What does the policy has to do with Obamacare? Completely unfair denials obviously happened before the ACA (see: this article), and the idea that Anthem is doing this to stave off bankruptcy is laughable (just see their financials since the ACA was enacted).

It seems to be happening more and more post-Obamacare. Further, this is an actual policy now, and this policy was created post-Obamacare (my incident occurred in Nevada, where they have not received permission to deny these claims like they have in other states, so apparently they feel the need to roll it out nationwide without telling anyone). There was no need for the policy before, but now apparently there is in an Obamacare world. But they can't expect people to diagnose themselves and determine whether or not a situation is an "emergency" under insurance company rules, since the symptoms of many non-life threatening conditions feel like they may be life threatening.

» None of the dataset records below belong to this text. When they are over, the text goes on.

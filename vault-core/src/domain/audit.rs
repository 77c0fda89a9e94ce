use chrono::{DateTime, Utc};
use serde::{Deserialize, Serialize};
use std::collections::BTreeMap;

pub const AUDIT_STATUS_OK: &str = "OK";
pub const AUDIT_STATUS_ERROR: &str = "ERROR";

/// One audited operation. Retained in-process and emitted as a JSON line.
#[derive(Clone, Debug, Deserialize, Serialize)]
pub struct AuditEntry {
    pub id: String,
    pub timestamp: DateTime<Utc>,
    pub operation: String,
    #[serde(default, skip_serializing_if = "String::is_empty")]
    pub key_id: String,
    pub status: String,
    #[serde(default, skip_serializing_if = "String::is_empty")]
    pub peer_address: String,
    #[serde(default, skip_serializing_if = "BTreeMap::is_empty")]
    pub metadata: BTreeMap<String, String>,
}
use crate::api::state::ApiState;
use axum::body::Body;
use axum::extract::State;
use axum::http::{Request, StatusCode};
use axum::middleware::Next;
use axum::response::{IntoResponse, Response};
use log::{debug, error};
use std::sync::{Arc, Mutex};
use std::time::Instant;

#[derive(Debug)]
struct BucketState {
    tokens: f64,
    last_refill: Instant,
}

/// Per-process token bucket: starts full at the configured rate, refills
/// at rate/s, caps at the rate.
#[derive(Debug)]
pub struct TokenBucket {
    state: Mutex<BucketState>,
    rate: f64,
    max: f64,
}

impl TokenBucket {
    pub fn new(rps: u32) -> Self {
        let max = f64::from(rps.max(1));
        Self { state: Mutex::new(BucketState { tokens: max, last_refill: Instant::now() }), rate: max, max }
    }

    pub fn allow(&self) -> bool {
        match self.state.lock() {
            Ok(mut state) => {
                let now = Instant::now();
                let elapsed = now.duration_since(state.last_refill).as_secs_f64();
                state.last_refill = now;

                state.tokens = (state.tokens + elapsed * self.rate).min(self.max);
                if state.tokens < 1.0 {
                    return false;
                }
                state.tokens -= 1.0;
                true
            }
            Err(_) => {
                error!("rate limiter lock poisoned, denying request");
                false
            }
        }
    }
}

pub async fn unary_rate_limit(State(state): State<Arc<ApiState>>, req: Request<Body>, next: Next) -> Response {
    if !state.unary_limiter.allow() {
        debug!("rate limit exceeded scope=unary");
        return (StatusCode::TOO_MANY_REQUESTS, "rate limit exceeded").into_response();
    }
    next.run(req).await
}

pub async fn stream_rate_limit(State(state): State<Arc<ApiState>>, req: Request<Body>, next: Next) -> Response {
    if !state.stream_limiter.allow() {
        debug!("rate limit exceeded scope=stream");
        return (StatusCode::TOO_MANY_REQUESTS, "rate limit exceeded").into_response();
    }
    next.run(req).await
}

Unfortunately, in capitalist economies, when you use the law to put the hurt on companies, they will pass that hurt onto unsuspecting consumers. The money will come from somewhere, and it's not coming out of executives' pockets. Perhaps this is why Nancy Pelosi urged lawmakers and the public not to read Affordable Care Act before it was passed it into law [1]. Had everyone read it, they would have known that problems like this would eventually arise.

[1] https://www.youtube.com/watch?v=hV-05TLiiLU

The fact that this cost that much is alarming too. I get that the staff and bed bay aren’t cheap, but the consumables for the situation you describe would probably cost less than $10, and at bulk buy prices perhaps on a couple of dollars.
True, but as patients we obviously have no control over that. Also, ironically, if my insurance had simply processed the claim as they were supposed to, they would have paid far less than I'm being billed. ER cash prices are purposely inflated because insurance reimbursements are typically 1/3rd or less of the billed amount. But when the claim gets denied, they come after the individual for the full cash price.
Call the hospital and offer to settle. They will cut the price almost certainly. Almost anything they can get you to pay will be more than they will get selling the debt to a collector.
Thanks for the advice. If all of my appeals are denied, I will follow it and try negotiate the price down. In any event, this won’t be a catastrophic financial event for me. But it sucks that it is happening to so many people under our current insurance regime, and not not all of them can handle it when their insurance decides not to pay.
It's interesting that you mention that. I have Blue Cross, and I've been dealing with seemingly procedural denials every month for a chronic condition.

It's getting to the point where I'm genuinely thinking there is some bad faith activity going on.

There's more likely than not some bad faith activity going on. They are essentially watering down what it means to have insurance, since they are required to sell it to people that they wouldn't otherwise have and are trying to make up the difference. One way or another, we're all paying drastically higher expenses than we would have before. If I have to pay the denied claims in my case, I'm looking at a $9800 out of pocket expense, on top of the $5K/yr premium I pay as a healthy nonsmoker.

Anthem pulled out of my state altogether for 2018, so I also had to switch providers at the beginning of the year (this claim was from late 2017). I think that's another reason they are giving me issues with this claim - they simply don't care because they no longer have to deal with my state's insurance regulator. The new insurance provider (which was the only choice I had in my area, regardless of price) so far appears to be even worse and more expensive. Something has to be done about all of this. I don't pretend to have the answer, but the ACA was apparently not it.